Opening the door, I went to the tiny table in the middle of the room and lit a candle, bathing the room in eerie, flickering shadows. As I walked around the room, memories of what I once was came flooding back to me with everything I saw or touched. I stared at the pictures on the wall, then walked over to the small kitchen and looked at the empty pot on the counter and said, "I want some of your pudding, Tia. Its been so long since I've tasted your pudding."
I touched the pot and I closed my eyes, and memories of her putting a bowl of it on the table in front of a tiny me flashed by like a movie in my mind. The spoon looked enormous in my little hand, as I sat waiting for her to bring her own, so we could eat. I took my hand off the pot, and the vision was gone, and I just stood staring at the empty pot in a daze.
"I M-m-m-m-miss you, T-t-t-tia. I wish I had c-c-c-come home sooner." I stuttered to the empty room. Ugh. Stop it, I thought, immediately disgusted with myself. It had been 25 years since I had gotten over that awful stuttering, and I still cannot forget most of my childhood being plagued by it. I had a pet turtle then, and I would watch him pull his head and legs into his shell and hide from the world. God, how I had envied that turtle back then.
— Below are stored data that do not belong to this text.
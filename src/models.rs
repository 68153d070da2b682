use bigdecimal::BigDecimal;
use chrono::{DateTime, SecondsFormat, Utc};
use serde::{Deserialize, Serialize};
use std::fmt;

use crate::store::Entity;
use crate::validation::ALLOWED_PAYMENT_TYPES;

/// Review status of a submitted payment transaction.
///
/// Every transaction starts out `pending`; the review workflow moves it to
/// `received` or `rejected` and offers no way back.
#[derive(Debug, Clone, Copy, PartialEq, Eq, Hash, Serialize, Deserialize)]
#[serde(rename_all = "lowercase")]
pub enum TransactionStatus {
    Pending,
    Received,
    Rejected,
}

impl TransactionStatus {
    pub const ALL: [TransactionStatus; 3] = [
        TransactionStatus::Pending,
        TransactionStatus::Received,
        TransactionStatus::Rejected,
    ];

    pub fn as_str(&self) -> &'static str {
        match self {
            TransactionStatus::Pending => "pending",
            TransactionStatus::Received => "received",
            TransactionStatus::Rejected => "rejected",
        }
    }

    pub fn is_terminal(&self) -> bool {
        !matches!(self, TransactionStatus::Pending)
    }
}

impl fmt::Display for TransactionStatus {
    fn fmt(&self, f: &mut fmt::Formatter<'_>) -> fmt::Result {
        f.write_str(self.as_str())
    }
}

#[derive(Debug, Clone, Copy, PartialEq, Eq, Serialize, Deserialize)]
#[serde(rename_all = "lowercase")]
pub enum Role {
    User,
    Admin,
    Finance,
}

/// Submitter details denormalized onto a transaction at creation time.
/// Read-only on the client; never part of a mutation payload.
#[derive(Debug, Clone, PartialEq, Serialize, Deserialize)]
#[serde(rename_all = "camelCase")]
pub struct EmbeddedUser {
    pub username: String,
    pub email: String,
    #[serde(default)]
    pub first_name: String,
    #[serde(default)]
    pub last_name: String,
}

/// A user-submitted payment record awaiting financial review.
///
/// Wire names follow the backend's JSON: `_id`, camelCase fields, RFC 3339
/// timestamps.
#[derive(Debug, Clone, PartialEq, Serialize, Deserialize)]
#[serde(rename_all = "camelCase")]
pub struct Transaction {
    #[serde(rename = "_id")]
    pub id: String,
    pub amount: BigDecimal,
    pub company_account_number: String,
    pub transaction_user_id: String,
    pub user_account_number: String,
    pub user_account_holder_name: String,
    pub payment_type: String,
    pub payment_method: String,
    pub status: TransactionStatus,
    #[serde(default, skip_serializing_if = "Option::is_none")]
    pub rejection_note: Option<String>,
    pub created_at: DateTime<Utc>,
    pub user: EmbeddedUser,
}

impl Transaction {
    /// RFC 3339 rendering of `created_at`, as the date and time filters see it.
    pub fn created_at_rfc3339(&self) -> String {
        self.created_at.to_rfc3339_opts(SecondsFormat::Millis, true)
    }

    /// A rejected transaction carries a non-empty note; any other status
    /// carries none.
    pub fn rejection_note_consistent(&self) -> bool {
        match self.status {
            TransactionStatus::Rejected => self
                .rejection_note
                .as_deref()
                .is_some_and(|note| !note.trim().is_empty()),
            _ => self
                .rejection_note
                .as_deref()
                .map_or(true, |note| note.is_empty()),
        }
    }
}

#[derive(Debug, Clone, PartialEq, Serialize, Deserialize)]
#[serde(rename_all = "camelCase")]
pub struct User {
    #[serde(rename = "_id")]
    pub id: String,
    pub username: String,
    pub email: String,
    #[serde(default)]
    pub phone: String,
    #[serde(default)]
    pub ip_address: String,
    pub role: Role,
}

/// A payout/receiving bank or wallet profile the finance team manages.
#[derive(Debug, Clone, PartialEq, Serialize, Deserialize)]
#[serde(rename_all = "camelCase")]
pub struct CompanyAccount {
    #[serde(rename = "_id")]
    pub id: String,
    pub bank_name: String,
    #[serde(default)]
    pub image: String,
    #[serde(rename = "QRcode", default)]
    pub qr_code: String,
    pub min: BigDecimal,
    pub max: BigDecimal,
    pub payment_type: String,
    pub account_holder_name: String,
    pub account_number: String,
    pub payment_method: String,
    #[serde(rename = "WalletAddress", default)]
    pub wallet_address: String,
}

impl CompanyAccount {
    /// Whether the account's payment type is still offered to users.
    pub fn has_active_payment_type(&self) -> bool {
        ALLOWED_PAYMENT_TYPES.contains(&self.payment_type.as_str())
    }
}

impl Entity for Transaction {
    fn id(&self) -> &str {
        &self.id
    }
}

impl Entity for User {
    fn id(&self) -> &str {
        &self.id
    }
}

impl Entity for CompanyAccount {
    fn id(&self) -> &str {
        &self.id
    }
}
The more it had happened, the harder my mind had tried not to let it, and that had just made it worse. I can remember the looks people always had given me, and I can still remember my Fathers look too. I will take that look to my grave, he may as well have just called me a dummy. It hadn't happened since I had left here, and moved to Boston. Actually, ran away might be a better term. My God, I thought, I really needed a strong drink right now.
Peeking through the door to the modest back room we had both slept in, I saw that it looked exactly the same as the day I had left. She had never even taken my bed out, and that first doll she had given me still sat on the pillow, as if waiting for me. I picked it up, and tried to cast a spell with it, but it quickly became clear that the grown up me had forgotten how.
I lay down on the bed and held the doll tight, thinking to myself that Tia must be ashamed of me right now. My last thought was that the doll felt warm in my arms, before I fell asleep in that silent and lonely room, sitting in a swamp that seemed like it was in mourning for it's Mother.
End chapter 1
IT
Forward
I have always loved the Autumn, it is easily my favorite one of the four seasons. The crisp New England mornings, the leaves changing colors, giant pumpkins and hot cider at fairs, and of course, Halloween. It seems Halloween becomes larger and busier every year, and it goes by much too fast now.
Remembering back to when I was growing up it was a very long month, waiting forever to go trick or treating on the 31st, and then when it finally got here, it was over in a blink, except for the mountainous candy coma aftermath. These days it is a month long event, cramming in as many parties, scary movies, and haunted houses as you can, on nearly every October weekend.
I don't know about the rest of the country, but scaring the bejesus out of people is big business here in New England. Spookyworld, Canobie Lake Park Screemfest, and Six Flags Fright Fest, to name three, have massive horror theme parks here, with multiple haunted houses in each. They are always packed, you always have a great time, and really, who doesn't like a night of candy apples and screaming your bloody head off?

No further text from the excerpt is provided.